Query construction: typed, parameterized, generated
Section titled “Query construction: typed, parameterized, generated”The gateway builds every query with jet, a type-safe SQL builder
whose column and table types are generated from the dbmate-managed schema (dbmate stays the single
schema authority; jet regenerates after migrate). The shape is dynamic (the per-action scope predicate,
the filter expression, order, pagination compose at runtime) but the safety
is structural, not by discipline:
- Values are always bound parameters, never interpolated into SQL text.
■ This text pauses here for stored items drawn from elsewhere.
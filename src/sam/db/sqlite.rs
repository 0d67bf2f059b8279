//! SQLite backend for development and small deployments.
//!
//! The pool is a queue of long-lived connections. Every newly created
//! connection is tuned for concurrent readers with one writer:
//! WAL journaling, relaxed synchronous mode, a larger page cache, and a
//! busy timeout so writers queue instead of failing. Connections returned
//! to a full pool are closed rather than kept.

use async_trait::async_trait;
use log::{error, info};
use rusqlite::types::{ToSqlOutput, Value as SqliteValue, ValueRef};
use std::collections::VecDeque;
use std::path::Path;
use std::sync::atomic::{AtomicBool, AtomicU64, Ordering};
use std::sync::{Arc, Mutex as StdMutex};

use super::{DatabaseBackend, DbConnection, DbError, DbRow, DbValue, PoolStats};

/// Applied to every new connection before it enters the pool.
const CONNECTION_PRAGMAS: &str = "PRAGMA journal_mode=WAL;\nPRAGMA synchronous=NORMAL;\nPRAGMA cache_size=10000;\nPRAGMA temp_store=memory;\nPRAGMA busy_timeout=5000;\nPRAGMA wal_autocheckpoint=1000;";

impl rusqlite::types::ToSql for DbValue {
    fn to_sql(&self) -> rusqlite::Result<ToSqlOutput<'_>> {
        Ok(match self {
            DbValue::Null => ToSqlOutput::Owned(SqliteValue::Null),
            DbValue::Integer(v) => ToSqlOutput::Owned(SqliteValue::Integer(*v)),
            DbValue::Real(v) => ToSqlOutput::Owned(SqliteValue::Real(*v)),
            DbValue::Text(s) => ToSqlOutput::Borrowed(ValueRef::Text(s.as_bytes())),
            DbValue::Blob(b) => ToSqlOutput::Borrowed(ValueRef::Blob(b)),
        })
    }
}

fn query_err<E: std::fmt::Display>(e: E) -> DbError {
    DbError::Query(e.to_string())
}

fn row_to_values(row: &rusqlite::Row<'_>, columns: usize) -> Result<DbRow, DbError> {
    let mut out = Vec::with_capacity(columns);
    for i in 0..columns {
        let value = match row.get_ref(i).map_err(query_err)? {
            ValueRef::Null => DbValue::Null,
            ValueRef::Integer(v) => DbValue::Integer(v),
            ValueRef::Real(v) => DbValue::Real(v),
            ValueRef::Text(t) => DbValue::Text(String::from_utf8_lossy(t).into_owned()),
            ValueRef::Blob(b) => DbValue::Blob(b.to_vec()),
        };
        out.push(value);
    }
    Ok(out)
}

struct PoolInner {
    path: String,
    min_pool_size: usize,
    max_pool_size: usize,
    idle: StdMutex<VecDeque<rusqlite::Connection>>,
    closed: AtomicBool,
    total_connections: AtomicU64,
    total_queries: AtomicU64,
}

impl PoolInner {
    fn create_connection(&self) -> Result<rusqlite::Connection, DbError> {
        let conn = if self.path == ":memory:" {
            rusqlite::Connection::open_in_memory().map_err(|e| DbError::Pool(e.to_string()))?
        } else {
            rusqlite::Connection::open(&self.path).map_err(|e| DbError::Pool(e.to_string()))?
        };
        conn.execute_batch(CONNECTION_PRAGMAS)
            .map_err(|e| DbError::Pool(e.to_string()))?;
        self.total_connections.fetch_add(1, Ordering::Relaxed);
        Ok(conn)
    }

    fn acquire(&self) -> Result<rusqlite::Connection, DbError> {
        if self.closed.load(Ordering::SeqCst) {
            return Err(DbError::Closed);
        }
        let reused = {
            let mut idle = self.idle.lock().unwrap_or_else(|e| e.into_inner());
            idle.pop_front()
        };
        match reused {
            Some(conn) => Ok(conn),
            None => self.create_connection(),
        }
    }

    fn release(&self, conn: rusqlite::Connection) {
        if self.closed.load(Ordering::SeqCst) {
            return; // dropped, which closes it
        }
        let mut idle = self.idle.lock().unwrap_or_else(|e| e.into_inner());
        if idle.len() < self.max_pool_size {
            idle.push_back(conn);
        }
        // Overflow connections are closed by dropping them here.
    }
}

/// Pooled SQLite connection; returns to the pool on drop.
pub struct SqliteConnection {
    conn: Option<rusqlite::Connection>,
    pool: Arc<PoolInner>,
}

impl SqliteConnection {
    fn conn(&self) -> Result<&rusqlite::Connection, DbError> {
        self.conn.as_ref().ok_or(DbError::Closed)
    }
}

impl Drop for SqliteConnection {
    fn drop(&mut self) {
        if let Some(conn) = self.conn.take() {
            self.pool.release(conn);
        }
    }
}

#[async_trait]
impl DbConnection for SqliteConnection {
    async fn execute(&mut self, sql: &str, params: &[DbValue]) -> Result<u64, DbError> {
        let changed = self
            .conn()?
            .execute(sql, rusqlite::params_from_iter(params.iter()))
            .map_err(query_err)?;
        Ok(changed as u64)
    }

    async fn fetch_one(
        &mut self,
        sql: &str,
        params: &[DbValue],
    ) -> Result<Option<DbRow>, DbError> {
        let conn = self.conn()?;
        let mut stmt = conn.prepare(sql).map_err(query_err)?;
        let columns = stmt.column_count();
        let mut rows = stmt
            .query(rusqlite::params_from_iter(params.iter()))
            .map_err(query_err)?;
        match rows.next().map_err(query_err)? {
            Some(row) => Ok(Some(row_to_values(row, columns)?)),
            None => Ok(None),
        }
    }

    async fn fetch_all(&mut self, sql: &str, params: &[DbValue]) -> Result<Vec<DbRow>, DbError> {
        let conn = self.conn()?;
        let mut stmt = conn.prepare(sql).map_err(query_err)?;
        let columns = stmt.column_count();
        let mut rows = stmt
            .query(rusqlite::params_from_iter(params.iter()))
            .map_err(query_err)?;
        let mut out = Vec::new();
        while let Some(row) = rows.next().map_err(query_err)? {
            out.push(row_to_values(row, columns)?);
        }
        Ok(out)
    }
}

/// SQLite backend holding the connection pool.
pub struct SqliteBackend {
    pool: Arc<PoolInner>,
}

impl SqliteBackend {
    /// Create a backend for the given path (or `":memory:"`). The parent
    /// directory is created if missing.
    pub fn new(db_path: impl Into<String>, min_pool_size: usize, max_pool_size: usize) -> Self {
        let path = db_path.into();
        Self {
            pool: Arc::new(PoolInner {
                path,
                min_pool_size,
                max_pool_size,
                idle: StdMutex::new(VecDeque::new()),
                closed: AtomicBool::new(false),
                total_connections: AtomicU64::new(0),
                total_queries: AtomicU64::new(0),
            }),
        }
    }
}

#[async_trait]
impl DatabaseBackend for SqliteBackend {
    async fn initialize(&self) -> Result<(), DbError> {
        info!(
            "Initializing SQLite backend: {} (min: {}, max: {})",
            self.pool.path, self.pool.min_pool_size, self.pool.max_pool_size
        );

        if self.pool.path != ":memory:" {
            if let Some(parent) = Path::new(&self.pool.path).parent() {
                if !parent.as_os_str().is_empty() {
                    std::fs::create_dir_all(parent)
                        .map_err(|e| DbError::Config(format!("cannot create {:?}: {}", parent, e)))?;
                }
            }
        }

        for _ in 0..self.pool.min_pool_size {
            let conn = self.pool.create_connection()?;
            self.pool.release(conn);
        }

        info!("SQLite backend initialized");
        Ok(())
    }

    async fn close(&self) -> Result<(), DbError> {
        self.pool.closed.store(true, Ordering::SeqCst);
        let drained: Vec<rusqlite::Connection> = {
            let mut idle = self.pool.idle.lock().unwrap_or_else(|e| e.into_inner());
            idle.drain(..).collect()
        };
        for conn in drained {
            if let Err((_, e)) = conn.close() {
                error!("Error closing connection: {}", e);
            }
        }
        info!("SQLite backend closed");
        Ok(())
    }

    async fn connection(&self) -> Result<Box<dyn DbConnection>, DbError> {
        let conn = self.pool.acquire()?;
        Ok(Box::new(SqliteConnection {
            conn: Some(conn),
            pool: Arc::clone(&self.pool),
        }))
    }

    async fn execute(&self, sql: &str, params: &[DbValue]) -> Result<u64, DbError> {
        self.pool.total_queries.fetch_add(1, Ordering::Relaxed);
        self.connection().await?.execute(sql, params).await
    }

    async fn fetch_one(&self, sql: &str, params: &[DbValue]) -> Result<Option<DbRow>, DbError> {
        self.pool.total_queries.fetch_add(1, Ordering::Relaxed);
        self.connection().await?.fetch_one(sql, params).await
    }

    async fn fetch_all(&self, sql: &str, params: &[DbValue]) -> Result<Vec<DbRow>, DbError> {
        self.pool.total_queries.fetch_add(1, Ordering::Relaxed);
        self.connection().await?.fetch_all(sql, params).await
    }

    async fn stats(&self) -> PoolStats {
        let idle = {
            let idle = self.pool.idle.lock().unwrap_or_else(|e| e.into_inner());
            idle.len()
        };
        PoolStats {
            pool_size: idle,
            min_pool_size: self.pool.min_pool_size,
            max_pool_size: self.pool.max_pool_size,
            active_connections: self.pool.max_pool_size.saturating_sub(idle),
            idle_connections: idle,
            total_connections_created: self.pool.total_connections.load(Ordering::Relaxed),
            total_queries_executed: self.pool.total_queries.load(Ordering::Relaxed),
            backend_type: "sqlite",
            connection_string: format!("sqlite:///{}", self.pool.path),
        }
    }

    fn placeholder(&self, _index: usize) -> String {
        "?".to_string()
    }

    async fn table_exists(&self, table_name: &str) -> Result<bool, DbError> {
        let row = self
            .fetch_one(
                "SELECT name FROM sqlite_master WHERE type='table' AND name=?",
                &[DbValue::from(table_name)],
            )
            .await?;
        Ok(row.is_some())
    }
}
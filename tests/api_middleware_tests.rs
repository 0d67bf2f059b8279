//! HTTP boundary behaviour: double-submit CSRF enforcement and request-ID
//! propagation, exercised against a minimal router with the real
//! middleware stack.

use axum::body::Body;
use axum::http::{header, Method, Request, StatusCode};
use axum::middleware;
use axum::routing::{get, post};
use axum::Router;
use sam::api::csrf::{csrf_middleware, CSRF_COOKIE_NAME, CSRF_HEADER_NAME};
use sam::api::request_id::{request_id_middleware, REQUEST_ID_HEADER};
use tower::util::ServiceExt;

fn app() -> Router {
    Router::new()
        .route("/x", get(|| async { "ok" }).post(|| async { "changed" }))
        .route("/health", get(|| async { "healthy" }).post(|| async { "healthy" }))
        .route("/v1/agents/public/list", post(|| async { "public" }))
        .layer(middleware::from_fn(csrf_middleware))
        .layer(middleware::from_fn(request_id_middleware))
}

async fn body_string(response: axum::response::Response) -> String {
    let bytes = axum::body::to_bytes(response.into_body(), usize::MAX)
        .await
        .expect("body");
    String::from_utf8_lossy(&bytes).into_owned()
}

#[tokio::test]
async fn test_get_without_cookie_sets_one() {
    let response = app()
        .oneshot(Request::builder().uri("/x").body(Body::empty()).unwrap())
        .await
        .unwrap();

    assert_eq!(response.status(), StatusCode::OK);
    let cookie = response
        .headers()
        .get(header::SET_COOKIE)
        .expect("csrf cookie set")
        .to_str()
        .unwrap()
        .to_string();
    assert!(cookie.starts_with(&format!("{}=", CSRF_COOKIE_NAME)));
    assert!(cookie.contains("SameSite=Lax"));
    assert!(cookie.contains("Path=/"));
    assert!(cookie.contains("Max-Age=604800"));
    // HttpOnly must be absent: the client script reads this cookie.
    assert!(!cookie.contains("HttpOnly"));
}

#[tokio::test]
async fn test_get_with_cookie_does_not_reset_it() {
    let response = app()
        .oneshot(
            Request::builder()
                .uri("/x")
                .header(header::COOKIE, format!("{}=tok", CSRF_COOKIE_NAME))
                .body(Body::empty())
                .unwrap(),
        )
        .await
        .unwrap();
    assert_eq!(response.status(), StatusCode::OK);
    assert!(response.headers().get(header::SET_COOKIE).is_none());
}

#[tokio::test]
async fn test_post_with_matching_tokens_passes() {
    let response = app()
        .oneshot(
            Request::builder()
                .method(Method::POST)
                .uri("/x")
                .header(header::COOKIE, format!("{}=tok-equal", CSRF_COOKIE_NAME))
                .header(CSRF_HEADER_NAME, "tok-equal")
                .body(Body::empty())
                .unwrap(),
        )
        .await
        .unwrap();
    assert_eq!(response.status(), StatusCode::OK);
    assert_eq!(body_string(response).await, "changed");
}

#[tokio::test]
async fn test_post_with_cookie_only_is_missing() {
    let response = app()
        .oneshot(
            Request::builder()
                .method(Method::POST)
                .uri("/x")
                .header(header::COOKIE, format!("{}=tok", CSRF_COOKIE_NAME))
                .body(Body::empty())
                .unwrap(),
        )
        .await
        .unwrap();
    assert_eq!(response.status(), StatusCode::FORBIDDEN);
    assert_eq!(body_string(response).await, "{\"detail\": \"CSRF token missing\"}");
}

#[tokio::test]
async fn test_post_with_header_only_is_missing() {
    let response = app()
        .oneshot(
            Request::builder()
                .method(Method::POST)
                .uri("/x")
                .header(CSRF_HEADER_NAME, "tok")
                .body(Body::empty())
                .unwrap(),
        )
        .await
        .unwrap();
    assert_eq!(response.status(), StatusCode::FORBIDDEN);
    assert!(body_string(response).await.contains("missing"));
}

#[tokio::test]
async fn test_post_with_mismatched_tokens_is_invalid() {
    let response = app()
        .oneshot(
            Request::builder()
                .method(Method::POST)
                .uri("/x")
                .header(header::COOKIE, format!("{}=tok-a", CSRF_COOKIE_NAME))
                .header(CSRF_HEADER_NAME, "tok-b")
                .body(Body::empty())
                .unwrap(),
        )
        .await
        .unwrap();
    assert_eq!(response.status(), StatusCode::FORBIDDEN);
    assert_eq!(body_string(response).await, "{\"detail\": \"CSRF token invalid\"}");
}

#[tokio::test]
async fn test_exempt_route_passes_without_tokens() {
    let response = app()
        .oneshot(
            Request::builder()
                .method(Method::POST)
                .uri("/health")
                .body(Body::empty())
                .unwrap(),
        )
        .await
        .unwrap();
    assert_eq!(response.status(), StatusCode::OK);
}

#[tokio::test]
async fn test_exempt_prefix_passes_without_tokens() {
    let response = app()
        .oneshot(
            Request::builder()
                .method(Method::POST)
                .uri("/v1/agents/public/list")
                .body(Body::empty())
                .unwrap(),
        )
        .await
        .unwrap();
    assert_eq!(response.status(), StatusCode::OK);
}

#[tokio::test]
async fn test_request_id_is_generated_and_echoed() {
    let response = app()
        .oneshot(Request::builder().uri("/x").body(Body::empty()).unwrap())
        .await
        .unwrap();
    let id = response
        .headers()
        .get(REQUEST_ID_HEADER)
        .expect("request id echoed")
        .to_str()
        .unwrap();
    assert!(uuid::Uuid::parse_str(id).is_ok());
}

#[tokio::test]
async fn test_incoming_request_id_is_preserved() {
    let response = app()
        .oneshot(
            Request::builder()
                .uri("/x")
                .header(REQUEST_ID_HEADER, "trace-me-42")
                .body(Body::empty())
                .unwrap(),
        )
        .await
        .unwrap();
    assert_eq!(
        response.headers().get(REQUEST_ID_HEADER).unwrap(),
        "trace-me-42"
    );
}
- Identifiers (columns, tables) are typed constants from the generated schema, so a wrong or attacker-supplied column name is a compile error, never a string. The filter language’s field names resolve against those same generated columns before they become a predicate.
- Operators are a closed set.
A wrong column or type fails the build, so the compiler and tests catch a bad query before runtime, which
is what keeps the gateway safe to evolve and safe for an AI to edit. Because all dynamic construction
lives in this one module, the injection-safe discipline is a single reviewable chokepoint. The one
carve-out is the high-volume datapoint insert (the persistence consumer), which may use pgx COPY for
throughput, still inside the gateway. It runs in all-visibility system mode, not per-row scoped: its
safety rests on the typed column targets plus the upstream admission consumer having already confined
owners (identity and access), not on a per-write scope predicate.